// src/tests/utils.rs

use crate::config::SiteConfig;
use crate::errors::BuildError;
use crate::geocode::{GeoError, GeoLookup, GeoPoint, LookupOutcome};
use crate::rows::{RawRow, RowSource};
use std::cell::Cell;
use std::path::Path;
use std::rc::Rc;

/// Row source backed by in-memory rows, standing in for the sheet.
pub struct StaticRows {
    rows: Vec<RawRow>,
}

impl StaticRows {
    pub fn new(rows: Vec<RawRow>) -> Self {
        Self { rows }
    }
}

impl RowSource for StaticRows {
    fn fetch(&self) -> Result<Vec<RawRow>, BuildError> {
        Ok(self.rows.clone())
    }
}

/// Row source that always fails, for the fatal-abort path.
pub struct FailingRows;

impl RowSource for FailingRows {
    fn fetch(&self) -> Result<Vec<RawRow>, BuildError> {
        Err(BuildError::RowSource("sheet unavailable".into()))
    }
}

/// Lookup fake: every address resolves to a fixed point (or to nothing),
/// and every external call is counted.
pub struct CountingLookup {
    outcome: LookupOutcome,
    pub calls: Rc<Cell<u64>>,
}

impl CountingLookup {
    pub fn found(point: GeoPoint) -> Self {
        Self {
            outcome: LookupOutcome::Found(point),
            calls: Rc::new(Cell::new(0)),
        }
    }

    pub fn not_found() -> Self {
        Self {
            outcome: LookupOutcome::NotFound,
            calls: Rc::new(Cell::new(0)),
        }
    }
}

impl GeoLookup for CountingLookup {
    fn lookup(&self, _address: &str) -> Result<LookupOutcome, GeoError> {
        self.calls.set(self.calls.get() + 1);
        Ok(self.outcome)
    }
}

pub fn row(cols: &[(&str, &str)]) -> RawRow {
    RawRow::new(
        cols.iter()
            .map(|(k, v)| (k.to_string(), v.to_string()))
            .collect(),
    )
}

/// Config pointing all filesystem state into a test directory.
pub fn test_config(dir: &Path) -> SiteConfig {
    SiteConfig {
        site_title: "測試站".into(),
        base_url: "https://example.com/site".into(),
        contact_name: "測試人".into(),
        contact_phone: "0900-000-000".into(),
        contact_line: "https://line.me/ti/p/test".into(),
        sheet_url: String::new(),
        geocode_endpoint: String::new(),
        output_dir: dir.join("site").to_string_lossy().into_owned(),
        cache_file: dir.join("geocode_cache.json").to_string_lossy().into_owned(),
    }
}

......

◆ **To do**:
Write out the entries in full, exactly as given.

◆ **Problem solution**:
// src/tests/utils.rs

use crate::config::SiteConfig;
use crate::errors::BuildError;
use crate::geocode::{GeoError, GeoLookup, GeoPoint, LookupOutcome};
use crate::rows::{RawRow, RowSource};
use std::cell::Cell;
use std::path::Path;
use std::rc::Rc;

/// Row source backed by in-memory rows, standing in for the sheet.
pub struct StaticRows {
    rows: Vec<RawRow>,
}

impl StaticRows {
    pub fn new(rows: Vec<RawRow>) -> Self {
        Self { rows }
    }
}

impl RowSource for StaticRows {
    fn fetch(&self) -> Result<Vec<RawRow>, BuildError> {
        Ok(self.rows.clone())
    }
}

/// Row source that always fails, for the fatal-abort path.
pub struct FailingRows;

impl RowSource for FailingRows {
    fn fetch(&self) -> Result<Vec<RawRow>, BuildError> {
        Err(BuildError::RowSource("sheet unavailable".into()))
    }
}

/// Lookup fake: every address resolves to a fixed point (or to nothing),
/// and every external call is counted.
pub struct CountingLookup {
    outcome: LookupOutcome,
    pub calls: Rc<Cell<u64>>,
}

impl CountingLookup {
    pub fn found(point: GeoPoint) -> Self {
        Self {
            outcome: LookupOutcome::Found(point),
            calls: Rc::new(Cell::new(0)),
        }
    }

    pub fn not_found() -> Self {
        Self {
            outcome: LookupOutcome::NotFound,
            calls: Rc::new(Cell::new(0)),
        }
    }
}

impl GeoLookup for CountingLookup {
    fn lookup(&self, _address: &str) -> Result<LookupOutcome, GeoError> {
        self.calls.set(self.calls.get() + 1);
        Ok(self.outcome)
    }
}

pub fn row(cols: &[(&str, &str)]) -> RawRow {
    RawRow::new(
        cols.iter()
            .map(|(k, v)| (k.to_string(), v.to_string()))
            .collect(),
    )
}

/// Config pointing all filesystem state into a test directory.
pub fn test_config(dir: &Path) -> SiteConfig {
    SiteConfig {
        site_title: "測試站".into(),
        base_url: "https://example.com/site".into(),
        contact_name: "測試人".into(),
        contact_phone: "0900-000-000".into(),
        contact_line: "https://line.me/ti/p/test".into(),
        sheet_url: String::new(),
        geocode_endpoint: String::new(),
        output_dir: dir.join("site").to_string_lossy().into_owned(),
        cache_file: dir.join("geocode_cache.json").to_string_lossy().into_owned(),
    }
}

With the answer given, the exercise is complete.